**EXERCISE OBJECTIVE**
Wherever "server" shows up in the records below, copy the whole line.

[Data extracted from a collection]
⟨
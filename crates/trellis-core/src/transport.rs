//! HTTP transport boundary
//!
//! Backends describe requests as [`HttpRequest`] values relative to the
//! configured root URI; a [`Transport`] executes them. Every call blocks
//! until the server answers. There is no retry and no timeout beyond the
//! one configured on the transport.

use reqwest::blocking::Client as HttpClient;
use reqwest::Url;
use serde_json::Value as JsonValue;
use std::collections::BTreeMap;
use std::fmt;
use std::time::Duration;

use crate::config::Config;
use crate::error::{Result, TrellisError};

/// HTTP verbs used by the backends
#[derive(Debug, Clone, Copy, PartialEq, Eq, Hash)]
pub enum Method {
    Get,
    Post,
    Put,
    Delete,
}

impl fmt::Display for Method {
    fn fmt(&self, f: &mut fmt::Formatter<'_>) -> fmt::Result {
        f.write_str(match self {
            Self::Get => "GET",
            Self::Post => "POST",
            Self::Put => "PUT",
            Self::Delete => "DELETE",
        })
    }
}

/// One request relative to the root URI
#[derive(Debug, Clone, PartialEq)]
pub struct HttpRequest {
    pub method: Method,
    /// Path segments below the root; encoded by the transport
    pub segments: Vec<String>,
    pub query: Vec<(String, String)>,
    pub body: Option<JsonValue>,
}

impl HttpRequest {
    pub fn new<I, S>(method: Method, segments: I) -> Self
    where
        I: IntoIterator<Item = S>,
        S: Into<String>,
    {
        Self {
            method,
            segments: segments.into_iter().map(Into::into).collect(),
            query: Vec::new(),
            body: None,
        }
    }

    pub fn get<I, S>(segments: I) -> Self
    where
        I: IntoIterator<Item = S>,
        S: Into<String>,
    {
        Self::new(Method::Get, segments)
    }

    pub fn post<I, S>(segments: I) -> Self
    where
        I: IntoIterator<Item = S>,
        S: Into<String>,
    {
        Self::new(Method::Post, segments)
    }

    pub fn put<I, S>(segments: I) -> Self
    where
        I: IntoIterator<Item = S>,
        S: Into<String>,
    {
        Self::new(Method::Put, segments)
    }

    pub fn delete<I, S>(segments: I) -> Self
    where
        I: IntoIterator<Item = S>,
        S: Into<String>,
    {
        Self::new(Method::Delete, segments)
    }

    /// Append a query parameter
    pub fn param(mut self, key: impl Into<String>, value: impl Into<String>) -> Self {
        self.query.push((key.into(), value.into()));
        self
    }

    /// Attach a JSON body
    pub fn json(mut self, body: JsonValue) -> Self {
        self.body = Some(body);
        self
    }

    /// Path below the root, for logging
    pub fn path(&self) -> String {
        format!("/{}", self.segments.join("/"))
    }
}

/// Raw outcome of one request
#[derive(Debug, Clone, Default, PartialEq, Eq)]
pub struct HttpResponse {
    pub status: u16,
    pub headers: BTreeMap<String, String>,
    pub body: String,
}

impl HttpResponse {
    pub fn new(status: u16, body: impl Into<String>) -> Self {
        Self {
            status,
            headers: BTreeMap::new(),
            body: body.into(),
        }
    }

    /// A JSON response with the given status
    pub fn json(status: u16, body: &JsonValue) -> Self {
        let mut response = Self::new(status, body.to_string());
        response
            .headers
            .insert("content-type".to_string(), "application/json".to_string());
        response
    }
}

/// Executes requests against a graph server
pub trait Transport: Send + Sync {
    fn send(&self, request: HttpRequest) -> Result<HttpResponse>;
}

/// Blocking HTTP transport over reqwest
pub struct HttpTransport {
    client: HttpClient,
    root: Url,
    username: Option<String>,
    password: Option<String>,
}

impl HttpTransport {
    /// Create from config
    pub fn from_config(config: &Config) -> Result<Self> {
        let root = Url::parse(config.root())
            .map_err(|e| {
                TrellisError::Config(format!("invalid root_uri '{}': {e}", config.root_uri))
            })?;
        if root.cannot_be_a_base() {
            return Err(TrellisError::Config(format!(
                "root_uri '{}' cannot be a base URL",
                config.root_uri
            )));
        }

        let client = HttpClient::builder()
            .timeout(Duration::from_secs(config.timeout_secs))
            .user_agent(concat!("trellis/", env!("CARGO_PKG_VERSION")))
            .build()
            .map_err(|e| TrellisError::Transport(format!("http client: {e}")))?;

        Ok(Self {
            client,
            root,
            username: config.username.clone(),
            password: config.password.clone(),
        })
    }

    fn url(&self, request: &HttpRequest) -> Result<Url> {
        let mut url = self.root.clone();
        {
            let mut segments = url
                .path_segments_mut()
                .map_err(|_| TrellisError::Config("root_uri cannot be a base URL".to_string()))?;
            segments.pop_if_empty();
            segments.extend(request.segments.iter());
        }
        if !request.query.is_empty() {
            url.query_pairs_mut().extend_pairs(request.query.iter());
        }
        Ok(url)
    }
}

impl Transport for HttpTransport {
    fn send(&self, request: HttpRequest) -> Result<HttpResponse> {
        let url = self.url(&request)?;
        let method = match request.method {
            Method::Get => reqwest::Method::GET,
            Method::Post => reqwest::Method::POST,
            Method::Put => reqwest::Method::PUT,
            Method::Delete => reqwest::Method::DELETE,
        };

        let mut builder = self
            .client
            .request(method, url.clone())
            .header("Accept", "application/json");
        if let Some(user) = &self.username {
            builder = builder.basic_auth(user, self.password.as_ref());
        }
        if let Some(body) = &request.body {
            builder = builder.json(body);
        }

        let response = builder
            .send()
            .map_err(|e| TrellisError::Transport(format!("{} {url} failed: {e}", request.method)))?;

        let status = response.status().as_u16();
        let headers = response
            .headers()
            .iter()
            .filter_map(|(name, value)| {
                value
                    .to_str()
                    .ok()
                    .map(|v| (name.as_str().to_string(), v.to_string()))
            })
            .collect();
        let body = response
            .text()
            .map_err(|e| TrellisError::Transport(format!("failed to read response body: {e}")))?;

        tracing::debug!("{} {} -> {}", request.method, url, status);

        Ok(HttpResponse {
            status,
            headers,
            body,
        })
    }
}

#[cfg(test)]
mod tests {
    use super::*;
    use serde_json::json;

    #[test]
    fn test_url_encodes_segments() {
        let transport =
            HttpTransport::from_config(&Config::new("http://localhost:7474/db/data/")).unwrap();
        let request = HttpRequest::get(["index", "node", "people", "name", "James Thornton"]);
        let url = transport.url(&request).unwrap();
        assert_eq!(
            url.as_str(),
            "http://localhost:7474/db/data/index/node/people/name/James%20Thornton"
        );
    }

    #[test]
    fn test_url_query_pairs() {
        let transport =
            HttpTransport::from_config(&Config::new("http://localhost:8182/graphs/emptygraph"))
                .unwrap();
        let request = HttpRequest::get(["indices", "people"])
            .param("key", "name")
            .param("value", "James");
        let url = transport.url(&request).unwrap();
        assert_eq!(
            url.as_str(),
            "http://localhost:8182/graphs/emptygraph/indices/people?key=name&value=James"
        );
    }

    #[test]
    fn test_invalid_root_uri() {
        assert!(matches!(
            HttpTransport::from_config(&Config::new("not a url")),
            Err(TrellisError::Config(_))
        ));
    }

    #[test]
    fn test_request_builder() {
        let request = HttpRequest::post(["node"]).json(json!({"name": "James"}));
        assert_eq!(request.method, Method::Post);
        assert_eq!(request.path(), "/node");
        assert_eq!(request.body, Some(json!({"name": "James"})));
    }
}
⟩
⟨
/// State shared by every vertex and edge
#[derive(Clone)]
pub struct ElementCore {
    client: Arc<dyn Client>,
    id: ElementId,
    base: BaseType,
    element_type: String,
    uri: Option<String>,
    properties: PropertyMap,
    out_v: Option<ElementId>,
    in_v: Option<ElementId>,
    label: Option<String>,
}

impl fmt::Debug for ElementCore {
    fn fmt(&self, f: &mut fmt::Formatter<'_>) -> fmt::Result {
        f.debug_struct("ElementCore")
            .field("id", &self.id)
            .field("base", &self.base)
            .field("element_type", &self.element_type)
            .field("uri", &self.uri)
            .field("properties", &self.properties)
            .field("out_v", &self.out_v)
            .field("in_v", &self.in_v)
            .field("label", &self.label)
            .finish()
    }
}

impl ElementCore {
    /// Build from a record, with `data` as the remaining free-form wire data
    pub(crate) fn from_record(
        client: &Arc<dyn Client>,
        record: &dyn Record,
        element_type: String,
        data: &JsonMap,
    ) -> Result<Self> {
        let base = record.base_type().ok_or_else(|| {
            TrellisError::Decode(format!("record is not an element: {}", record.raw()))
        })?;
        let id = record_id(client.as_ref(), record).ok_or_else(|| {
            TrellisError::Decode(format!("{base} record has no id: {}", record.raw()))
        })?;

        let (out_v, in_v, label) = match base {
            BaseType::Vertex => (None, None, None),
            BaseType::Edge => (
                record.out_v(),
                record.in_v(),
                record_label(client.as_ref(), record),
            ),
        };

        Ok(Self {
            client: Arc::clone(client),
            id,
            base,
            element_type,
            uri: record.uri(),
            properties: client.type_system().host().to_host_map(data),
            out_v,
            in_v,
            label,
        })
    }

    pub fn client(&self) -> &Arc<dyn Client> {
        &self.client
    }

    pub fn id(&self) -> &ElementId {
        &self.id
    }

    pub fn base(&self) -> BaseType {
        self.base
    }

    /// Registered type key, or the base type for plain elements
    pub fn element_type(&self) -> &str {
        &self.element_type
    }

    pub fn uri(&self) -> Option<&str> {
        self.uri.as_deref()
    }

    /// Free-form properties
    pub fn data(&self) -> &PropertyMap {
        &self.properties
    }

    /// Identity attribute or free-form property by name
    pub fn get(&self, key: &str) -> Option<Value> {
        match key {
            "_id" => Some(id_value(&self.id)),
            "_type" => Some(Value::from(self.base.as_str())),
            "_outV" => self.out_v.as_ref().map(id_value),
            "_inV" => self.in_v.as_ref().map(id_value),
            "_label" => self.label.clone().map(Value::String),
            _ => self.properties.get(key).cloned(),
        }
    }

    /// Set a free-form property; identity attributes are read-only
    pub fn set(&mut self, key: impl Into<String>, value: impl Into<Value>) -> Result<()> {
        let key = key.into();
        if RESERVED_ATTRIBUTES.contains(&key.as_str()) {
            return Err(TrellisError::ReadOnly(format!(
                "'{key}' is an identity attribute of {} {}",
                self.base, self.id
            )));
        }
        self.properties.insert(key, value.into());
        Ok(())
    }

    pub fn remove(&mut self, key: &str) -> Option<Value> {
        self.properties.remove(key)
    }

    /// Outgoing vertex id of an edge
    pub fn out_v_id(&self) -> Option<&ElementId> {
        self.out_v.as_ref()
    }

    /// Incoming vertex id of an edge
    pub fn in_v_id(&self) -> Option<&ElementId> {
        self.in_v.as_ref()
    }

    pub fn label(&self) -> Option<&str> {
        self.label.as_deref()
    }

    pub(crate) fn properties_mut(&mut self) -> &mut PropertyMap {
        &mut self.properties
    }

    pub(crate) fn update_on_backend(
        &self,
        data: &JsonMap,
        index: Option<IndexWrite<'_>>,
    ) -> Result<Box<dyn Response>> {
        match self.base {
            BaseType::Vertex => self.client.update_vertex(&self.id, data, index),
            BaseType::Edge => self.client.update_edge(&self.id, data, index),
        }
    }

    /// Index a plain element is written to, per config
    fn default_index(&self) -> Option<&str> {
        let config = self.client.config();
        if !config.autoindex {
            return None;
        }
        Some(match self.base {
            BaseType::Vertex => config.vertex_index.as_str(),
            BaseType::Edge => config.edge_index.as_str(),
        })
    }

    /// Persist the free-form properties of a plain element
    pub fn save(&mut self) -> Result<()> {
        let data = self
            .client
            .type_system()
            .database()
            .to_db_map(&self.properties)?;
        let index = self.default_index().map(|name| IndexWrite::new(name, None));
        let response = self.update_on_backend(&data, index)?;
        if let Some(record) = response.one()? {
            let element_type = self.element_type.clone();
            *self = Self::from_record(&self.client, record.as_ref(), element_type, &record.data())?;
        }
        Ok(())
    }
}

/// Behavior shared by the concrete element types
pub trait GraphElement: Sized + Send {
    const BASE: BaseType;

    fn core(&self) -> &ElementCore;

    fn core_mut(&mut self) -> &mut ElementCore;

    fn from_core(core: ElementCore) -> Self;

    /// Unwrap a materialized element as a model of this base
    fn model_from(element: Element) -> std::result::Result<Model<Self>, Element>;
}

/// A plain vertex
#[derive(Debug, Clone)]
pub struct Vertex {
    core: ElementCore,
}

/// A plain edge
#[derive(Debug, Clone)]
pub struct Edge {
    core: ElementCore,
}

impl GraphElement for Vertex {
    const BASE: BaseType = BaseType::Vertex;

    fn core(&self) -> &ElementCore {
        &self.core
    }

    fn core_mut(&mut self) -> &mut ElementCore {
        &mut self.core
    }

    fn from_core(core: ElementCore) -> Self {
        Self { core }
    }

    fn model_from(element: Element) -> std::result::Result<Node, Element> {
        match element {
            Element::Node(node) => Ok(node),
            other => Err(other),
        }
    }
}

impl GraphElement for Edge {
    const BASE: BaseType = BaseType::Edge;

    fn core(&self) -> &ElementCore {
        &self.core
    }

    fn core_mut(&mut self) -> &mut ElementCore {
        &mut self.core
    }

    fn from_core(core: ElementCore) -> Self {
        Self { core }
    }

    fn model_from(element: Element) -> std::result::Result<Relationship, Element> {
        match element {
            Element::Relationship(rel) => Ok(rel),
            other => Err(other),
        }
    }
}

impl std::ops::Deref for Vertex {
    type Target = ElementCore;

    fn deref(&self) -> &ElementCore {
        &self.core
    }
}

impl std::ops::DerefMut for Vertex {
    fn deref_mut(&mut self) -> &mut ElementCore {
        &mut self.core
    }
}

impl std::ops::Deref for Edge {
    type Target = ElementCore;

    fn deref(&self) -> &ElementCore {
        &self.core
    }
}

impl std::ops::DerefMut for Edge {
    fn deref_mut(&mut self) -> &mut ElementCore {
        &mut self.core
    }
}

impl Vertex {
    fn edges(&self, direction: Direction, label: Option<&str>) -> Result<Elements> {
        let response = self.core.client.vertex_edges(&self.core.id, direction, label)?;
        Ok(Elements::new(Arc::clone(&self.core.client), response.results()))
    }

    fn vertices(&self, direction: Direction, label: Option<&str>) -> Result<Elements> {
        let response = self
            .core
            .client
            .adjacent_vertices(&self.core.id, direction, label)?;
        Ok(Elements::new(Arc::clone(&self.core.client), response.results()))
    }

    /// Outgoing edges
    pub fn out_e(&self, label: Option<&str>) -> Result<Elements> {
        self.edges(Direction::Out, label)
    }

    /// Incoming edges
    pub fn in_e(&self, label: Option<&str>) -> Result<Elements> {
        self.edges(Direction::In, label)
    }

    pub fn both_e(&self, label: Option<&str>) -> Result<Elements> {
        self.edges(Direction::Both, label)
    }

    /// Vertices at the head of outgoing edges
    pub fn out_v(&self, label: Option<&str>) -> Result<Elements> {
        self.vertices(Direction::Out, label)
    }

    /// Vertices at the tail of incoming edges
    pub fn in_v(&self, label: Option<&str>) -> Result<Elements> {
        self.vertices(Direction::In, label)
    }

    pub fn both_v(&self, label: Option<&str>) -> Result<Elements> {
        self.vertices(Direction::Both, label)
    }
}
⟩
**FINISHED EXERCISE**
//! until the server answers. There is no retry and no timeout beyond the
/// Executes requests against a graph server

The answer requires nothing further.